### WORK ORDER:
Search the data below for "certifications"; list each line that holds it.

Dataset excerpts
---+---
//! Field-by-field reading of a loaded profile page.

use std::time::Duration;

use percent_encoding::{utf8_percent_encode, AsciiSet, CONTROLS};
use trailscrape_core::ProfileRecord;

use crate::error::ScraperError;
use crate::fetcher::ProfilePage;
use crate::normalize::{is_count, leading_count, TallyCounts};
use crate::selectors::ProfileSelectors;

/// Characters escaped when an identifier becomes a URL path segment.
const PATH_SEGMENT: &AsciiSet = &CONTROLS
    .add(b' ')
    .add(b'"')
    .add(b'<')
    .add(b'>')
    .add(b'`')
    .add(b'%')
    .add(b'{')
    .add(b'}');

/// Value stored for an optional count whose markup is missing.
const ABSENT_COUNT: &str = "0";

/// Timeouts applied while reading a page.
#[derive(Debug, Clone, Copy)]
pub struct Waits {
    pub required: Duration,
    pub optional: Duration,
}

/// How the leading token of an optional count is accepted.
#[derive(Debug, Clone, Copy, PartialEq, Eq)]
enum TokenRule {
    /// Any token is kept as-is.
    AnyToken,
    /// Non-numeric tokens become `"0"`.
    DigitsOnly,
}

/// Builds the public profile URL for `id`.
///
/// # Errors
///
/// Returns [`ScraperError::InvalidIdentifier`] for blank identifiers and for
/// identifiers that would escape their path segment.
pub fn profile_url(base_url: &str, id: &str) -> Result<String, ScraperError> {
    let trimmed = id.trim();
    if trimmed.is_empty() {
        return Err(ScraperError::InvalidIdentifier {
            id: id.to_owned(),
            reason: "identifier is blank",
        });
    }
    if trimmed.contains(['/', '?', '#']) {
        return Err(ScraperError::InvalidIdentifier {
            id: id.to_owned(),
            reason: "identifier may not contain '/', '?' or '#'",
        });
    }
    let segment = utf8_percent_encode(trimmed, PATH_SEGMENT);
    Ok(format!("{}/{segment}", base_url.trim_end_matches('/')))
}

/// Navigates `page` to `url` and fills `record` in page order.
///
/// Fields are written into `record` as soon as they are read, so on error the
/// caller still holds everything extracted up to the failing step. Optional
/// counts never fail; they fall back through their selector list to `"0"`.
///
/// # Errors
///
/// Returns the first navigation, required-selector or counter error.
pub async fn read_profile(
    page: &dyn ProfilePage,
    url: &str,
    selectors: &ProfileSelectors,
    waits: Waits,
    record: &mut ProfileRecord,
) -> Result<(), ScraperError> {
    page.goto(url).await?;

    for selector in selectors.required() {
        page.wait_for_selector(selector, waits.required).await?;
    }

    record.name = Some(page.inner_text(&selectors.heading).await?.trim().to_owned());

    let counts = page.inner_texts(&selectors.tally_counts).await?;
    let labels = match page.inner_texts(&selectors.tally_labels).await {
        Ok(labels) => labels,
        Err(e) => {
            tracing::debug!(error = %e, "tally labels unavailable; mapping counters by position");
            Vec::new()
        }
    };
    let tally = TallyCounts::from_page_texts(&counts, &labels)?;
    record.badges = Some(tally.badges);
    record.points = Some(tally.points);
    record.trails = Some(tally.trails);

    record.level_text = Some(page.attribute(&selectors.level_image, "alt").await?);
    record.level_image = Some(page.attribute(&selectors.level_image, "src").await?);

    record.certifications = Some(
        read_optional_count(
            page,
            &selectors.certifications,
            waits.optional,
            TokenRule::AnyToken,
        )
        .await,
    );
    record.superbadges = Some(
        read_optional_count(
            page,
            &selectors.superbadges,
            waits.optional,
            TokenRule::DigitsOnly,
        )
        .await,
    );

    Ok(())
}

/// Tries each selector in turn and returns the leading token of the first one
/// that resolves to non-blank text.
async fn read_optional_count(
    page: &dyn ProfilePage,
    selectors: &[String],
    wait: Duration,
    rule: TokenRule,
) -> String {
    for selector in selectors {
        match read_leading_token(page, selector, wait).await {
            Ok(token) => {
                return match rule {
                    TokenRule::DigitsOnly if !is_count(&token) => {
                        tracing::debug!(selector = %selector, token = %token, "non-numeric count; storing 0");
                        ABSENT_COUNT.to_owned()
                    }
                    _ => token,
                };
            }
            Err(e) => tracing::debug!(selector = %selector, error = %e, "optional count selector missed"),
        }
    }
    ABSENT_COUNT.to_owned()
}

async fn read_leading_token(
    page: &dyn ProfilePage,
    selector: &str,
    wait: Duration,
) -> Result<String, ScraperError> {
    page.wait_for_selector(selector, wait).await?;
    let text = page.inner_text(selector).await?;
    leading_count(&text).ok_or_else(|| ScraperError::ElementMissing {
        selector: selector.to_owned(),
    })
}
---+---
### SOLVED PROBLEM:
    record.certifications = Some(
            &selectors.certifications,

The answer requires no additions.